● **Instructions to follow**: Report each line of the records below that holds the word "plane".

● **Recorded data**:
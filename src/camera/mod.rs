mod cameras;
mod config;
mod constants;
mod navigator;
mod viewport;

use bevy::prelude::*;

use cameras::CamerasPlugin;
use config::CameraConfigPlugin;
use navigator::NavigatorPlugin;
use viewport::ViewportPlugin;

pub use cameras::ScaleCamera;
pub use config::CameraConfig;
pub use config::NavigatorConfig;
pub use navigator::NavigatorState;

pub struct CameraPlugin;

impl Plugin for CameraPlugin {
    fn build(&self, app: &mut App) {
        // config first so the navigator's `FromWorld` sees it
        app.add_plugins(CameraConfigPlugin)
            .add_plugins(CamerasPlugin)
            .add_plugins(NavigatorPlugin)
            .add_plugins(ViewportPlugin);
    }
}
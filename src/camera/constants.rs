/// Vertical field of view.
pub const CAMERA_FOV_DEGREES: f32 = 50.0;

/// Near plane has to sit below the smallest entry (DNA at 2e-9 m).
pub const CAMERA_NEAR: f32 = 1e-9;

/// Far plane past the widest zoom, which is the observable universe times the max zoom factor.
pub const CAMERA_FAR: f32 = 1e29;

pub const NAVIGATOR_INITIAL_LOG_POSITION: f64 = -100.0;
pub const NAVIGATOR_RESTING_VELOCITY_FLOOR: f64 = 0.015;
pub const NAVIGATOR_ACTIVE_VELOCITY_FLOOR: f64 = 0.001;
pub const NAVIGATOR_WHEEL_IMPULSE: f64 = 0.1;
pub const NAVIGATOR_CONTINUOUS_IMPULSE_SCALE: f64 = 0.001;
pub const NAVIGATOR_TRACKPAD_PINCH_SCALE: f64 = 250.0;
pub const NAVIGATOR_DAMPING: f64 = 0.95;
pub const NAVIGATOR_EDGE_DAMPING: f64 = 0.85;
pub const NAVIGATOR_MIN_ZOOM_FACTOR: f64 = 0.5;
pub const NAVIGATOR_MAX_ZOOM_FACTOR: f64 = 50.0;
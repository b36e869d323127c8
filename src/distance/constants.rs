/// Meters in one light year (Julian year, IAU definition).
pub const LIGHT_YEAR_METERS: f64 = 9.460_730_472_580_8e15;

/// Sizes strictly above this are labelled in light years, everything else in metric units.
pub const LIGHT_YEAR_THRESHOLD_METERS: f64 = 1e16;

/// Magnitudes at or above this are rounded to a fixed two decimal places.
pub const TINY_MAGNITUDE: f64 = 1e-3;

pub const STANDARD_DECIMAL_PLACES: usize = 2;

/// Extra places kept past the first significant digits of a tiny magnitude.
pub const TINY_EXTRA_DECIMAL_PLACES: usize = 5;

/// Fraction digits needed to print any `f64` exactly (the smallest subnormal has 1074).
pub const EXACT_FRACTION_DIGITS: usize = 1100;

pub const DIGIT_GROUP_SEPARATOR: char = ',';
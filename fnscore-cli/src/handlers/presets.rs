//! Presets command handler

use crate::args::PresetsArgs;
use crate::context::FnScoreCliContext;
use crate::output::{render_preset, render_preset_list};
use fnscore::presets::Preset;

pub fn handle_presets_command(args: PresetsArgs, ctx: &FnScoreCliContext) -> fnscore::Result<()> {
    match args.name {
        Some(name) => {
            let preset: Preset = name.parse()?;
            println!("{}", render_preset(preset));
        }
        None => print!("{}", render_preset_list(ctx.output)),
    }
    Ok(())
}
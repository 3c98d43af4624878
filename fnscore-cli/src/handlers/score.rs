//! Score command handler

use crate::args::ScoreArgs;
use crate::context::FnScoreCliContext;
use crate::output::{OutputFormat, render_scores};
use crate::utils::{load_functions, parse_data_type, parse_field_value, parse_score_mode};
use fnscore::models::DataType;
use fnscore::scoring::ScoreCalculator;

/// Per-function scores and the combined score at one field value.
#[derive(Debug, Clone, PartialEq)]
pub struct ScoreReport {
    pub value: f64,
    pub data_type: DataType,
    pub kinds: Vec<&'static str>,
    pub scores: Vec<f64>,
    pub combined: Option<f64>,
}

pub fn compute_scores(args: &ScoreArgs, ctx: &FnScoreCliContext) -> fnscore::Result<ScoreReport> {
    let functions = load_functions(&args.source)?;
    let data_type = match &args.data_type {
        Some(raw) => parse_data_type(raw)?,
        None => DataType::Numeric,
    };
    let value = parse_field_value(&args.value, data_type)?;

    let mut config = ctx.config.simulation.clone();
    if let Some(mode) = &args.score_mode {
        config.score_mode = parse_score_mode(mode)?;
    }
    let calculator = ScoreCalculator::new(config);
    let (scores, combined) = calculator.score_at(&functions, value);

    Ok(ScoreReport {
        value,
        data_type,
        kinds: functions.iter().map(|f| f.kind_name()).collect(),
        scores,
        combined,
    })
}

pub fn handle_score_command(args: ScoreArgs, ctx: &FnScoreCliContext) -> fnscore::Result<()> {
    let report = compute_scores(&args, ctx)?;
    print!(
        "{}",
        render_scores(
            report.value,
            report.data_type,
            &report.kinds,
            &report.scores,
            report.combined,
            ctx.output,
        )
    );
    if ctx.output == OutputFormat::Json {
        println!();
    }
    Ok(())
}
//! Sampling score curves over a variable's range.
//!
//! This module turns a simulation variable and a list of functions into the
//! series of [`DataPoint`]s a chart draws: one line per function, plus a
//! combined line when more than one function is simulated.

use super::functions::FunctionDefinition;
use super::score_mode::ScoreMode;
use crate::config::SimulationConfig;
use crate::models::{DataPoint, SimulationVariable};

/// Number of samples taken when the caller does not say otherwise.
pub const DEFAULT_POINT_COUNT: usize = 100;

/// Score one function at one field value.
///
/// Unknown definitions score 0.
pub fn calculate_function_score(function: &FunctionDefinition, field_value: f64) -> f64 {
    function.score(field_value)
}

/// Sample every function at `points` evenly spaced values from the
/// variable's `min` to `max`, both inclusive.
///
/// Each point carries one score per function in definition order. When two
/// or more functions are given, each point also carries their scores merged
/// with `score_mode`; a single function is reported on its own.
///
/// `points == 1` divides the range by zero and yields a single point whose
/// `x` is NaN; use at least two points for a meaningful curve.
pub fn generate_data_points(
    variable: &SimulationVariable,
    functions: &[FunctionDefinition],
    score_mode: ScoreMode,
    points: usize,
) -> Vec<DataPoint> {
    let (min_value, max_value) = variable.bounds_lossy();
    let step = (max_value - min_value) / (points as f64 - 1.0);

    tracing::debug!(
        field = %variable.field_name,
        data_type = %variable.data_type,
        min_value,
        max_value,
        points,
        functions = functions.len(),
        score_mode = %score_mode,
        "generating data points"
    );

    (0..points)
        .map(|i| {
            let x = min_value + step * i as f64;
            let scores: Vec<f64> = functions
                .iter()
                .map(|function| calculate_function_score(function, x))
                .collect();
            let combined = (scores.len() >= 2).then(|| score_mode.combine(&scores));
            DataPoint { x, scores, combined }
        })
        .collect()
}

/// Generator bound to a [`SimulationConfig`], so the score mode and point
/// count need not be repeated on every call.
#[derive(Debug, Clone, Default)]
pub struct ScoreCalculator {
    config: SimulationConfig,
}

impl ScoreCalculator {
    pub fn new(config: SimulationConfig) -> Self {
        Self { config }
    }

    /// Create a calculator, rejecting an invalid configuration.
    pub fn try_new(config: SimulationConfig) -> crate::Result<Self> {
        config.validate()?;
        Ok(Self { config })
    }

    /// Sample `functions` over `variable` using the configured mode and count.
    pub fn generate(
        &self,
        variable: &SimulationVariable,
        functions: &[FunctionDefinition],
    ) -> Vec<DataPoint> {
        generate_data_points(variable, functions, self.config.score_mode, self.config.point_count)
    }

    /// Score every function at one value and merge the results.
    ///
    /// Returns the per-function scores and the combined score (present only
    /// for two or more functions).
    pub fn score_at(&self, functions: &[FunctionDefinition], field_value: f64) -> (Vec<f64>, Option<f64>) {
        let scores: Vec<f64> = functions.iter().map(|f| f.score(field_value)).collect();
        let combined = (scores.len() >= 2).then(|| self.config.score_mode.combine(&scores));
        (scores, combined)
    }

    pub fn config(&self) -> &SimulationConfig {
        &self.config
    }
}

#[cfg(test)]
mod tests {
    use super::*;
    use crate::scoring::decay::DecayFunction;
    use crate::scoring::field_value_factor::FieldValueFactorFunction;
    use crate::scoring::functions::parse_functions;

    fn price_variable() -> SimulationVariable {
        SimulationVariable::numeric("price", 0.0, 100.0)
    }

    fn factor(f: f64) -> FunctionDefinition {
        FieldValueFactorFunction::new("price").with_factor(f).into()
    }

    #[test]
    fn test_point_count() {
        let points = generate_data_points(&price_variable(), &[factor(1.0)], ScoreMode::Sum, 10);
        assert_eq!(points.len(), 10);

        let points = generate_data_points(
            &price_variable(),
            &[factor(1.0)],
            ScoreMode::Sum,
            DEFAULT_POINT_COUNT,
        );
        assert_eq!(points.len(), 100);
    }

    #[test]
    fn test_grid_spans_min_to_max() {
        let points = generate_data_points(&price_variable(), &[factor(1.0)], ScoreMode::Sum, 11);
        assert_eq!(points[0].x, 0.0);
        assert_eq!(points[5].x, 50.0);
        assert_eq!(points[10].x, 100.0);
    }

    #[test]
    fn test_scores_per_function() {
        let points = generate_data_points(
            &price_variable(),
            &[factor(1.0), factor(2.0)],
            ScoreMode::Sum,
            5,
        );
        for point in &points {
            assert_eq!(point.scores.len(), 2);
            assert_eq!(point.score(0), Some(point.x));
            assert_eq!(point.score(1), Some(2.0 * point.x));
            assert_eq!(point.combined, Some(3.0 * point.x));
        }
    }

    #[test]
    fn test_single_function_has_no_combined() {
        let points = generate_data_points(&price_variable(), &[factor(2.0)], ScoreMode::Multiply, 5);
        assert!(points.iter().all(|p| p.combined.is_none()));
    }

    #[test]
    fn test_combined_uses_score_mode() {
        let functions = [factor(1.0), factor(3.0)];
        let points = generate_data_points(&price_variable(), &functions, ScoreMode::Max, 3);
        assert_eq!(points[1].combined, Some(150.0));

        let points = generate_data_points(&price_variable(), &functions, ScoreMode::Avg, 3);
        assert_eq!(points[1].combined, Some(100.0));
    }

    #[test]
    fn test_min_equals_max() {
        let variable = SimulationVariable::numeric("price", 50.0, 50.0);
        let points = generate_data_points(&variable, &[factor(1.0)], ScoreMode::Sum, 5);
        assert_eq!(points.len(), 5);
        assert!(points.iter().all(|p| p.x == 50.0));
    }

    #[test]
    fn test_single_point_is_nan() {
        let points = generate_data_points(&price_variable(), &[factor(1.0)], ScoreMode::Sum, 1);
        assert_eq!(points.len(), 1);
        assert!(points[0].x.is_nan());
    }

    #[test]
    fn test_zero_points() {
        let points = generate_data_points(&price_variable(), &[factor(1.0)], ScoreMode::Sum, 0);
        assert!(points.is_empty());
    }

    #[test]
    fn test_no_functions() {
        let points = generate_data_points(&price_variable(), &[], ScoreMode::Sum, 5);
        assert_eq!(points.len(), 5);
        for point in &points {
            assert!(point.scores.is_empty());
            assert!(point.combined.is_none());
        }
    }

    #[test]
    fn test_date_variable() {
        let variable =
            SimulationVariable::date("date", "2024-01-01T00:00:00.000Z", "2024-01-02T00:00:00.000Z");
        let points = generate_data_points(&variable, &[factor(1.0)], ScoreMode::Sum, 3);
        assert_eq!(points[0].x, 1_704_067_200_000.0);
        assert_eq!(points[1].x, 1_704_067_200_000.0 + 43_200_000.0);
        assert_eq!(points[2].x, 1_704_153_600_000.0);
    }

    #[test]
    fn test_date_variable_with_duration_decay() {
        let variable =
            SimulationVariable::date("publish_date", "2024-01-01T00:00:00.000Z", "2024-01-31T00:00:00.000Z");
        let functions = parse_functions(
            r#"[{"gauss": {"publish_date": {"origin": 1705276800000, "scale": "10d"}}}]"#,
        )
        .unwrap();
        let points = generate_data_points(&variable, &functions, ScoreMode::Sum, 31);

        // one point per day; the 15th is the origin, the 25th is origin + scale
        assert_eq!(points[14].score(0), Some(1.0));
        assert!((points[24].score(0).unwrap() - 0.5).abs() < 1e-10);
        assert!((points[4].score(0).unwrap() - 0.5).abs() < 1e-10);
    }

    #[test]
    fn test_mixed_function_types_are_finite() {
        let functions = vec![
            factor(1.0),
            FunctionDefinition::Gauss(DecayFunction::new("score", 50.0, 10.0)),
            FunctionDefinition::Linear(DecayFunction::new("score", 50.0, 20.0)),
            FunctionDefinition::Unknown,
        ];
        let points = generate_data_points(&price_variable(), &functions, ScoreMode::Multiply, 5);
        assert_eq!(points.len(), 5);
        for point in &points {
            assert_eq!(point.scores.len(), 4);
            assert_eq!(point.score(3), Some(0.0));
            assert!(point.scores.iter().all(|s| s.is_finite()));
            assert_eq!(point.combined, Some(0.0));
        }
    }

    #[test]
    fn test_calculator_uses_config() {
        let calc = ScoreCalculator::new(SimulationConfig {
            point_count: 7,
            score_mode: ScoreMode::Multiply,
        });
        let points = calc.generate(&price_variable(), &[factor(1.0), factor(2.0)]);
        assert_eq!(points.len(), 7);
        assert_eq!(points[6].combined, Some(100.0 * 200.0));

        let (scores, combined) = calc.score_at(&[factor(2.0), factor(3.0)], 10.0);
        assert_eq!(scores, vec![20.0, 30.0]);
        assert_eq!(combined, Some(600.0));
    }

    #[test]
    fn test_try_new_rejects_zero_points() {
        let config = SimulationConfig {
            point_count: 0,
            ..Default::default()
        };
        assert!(ScoreCalculator::try_new(config).is_err());
    }
}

● **Result**:
/// Near plane has to sit below the smallest entry (DNA at 2e-9 m).
/// Far plane past the widest zoom, which is the observable universe times the max zoom factor.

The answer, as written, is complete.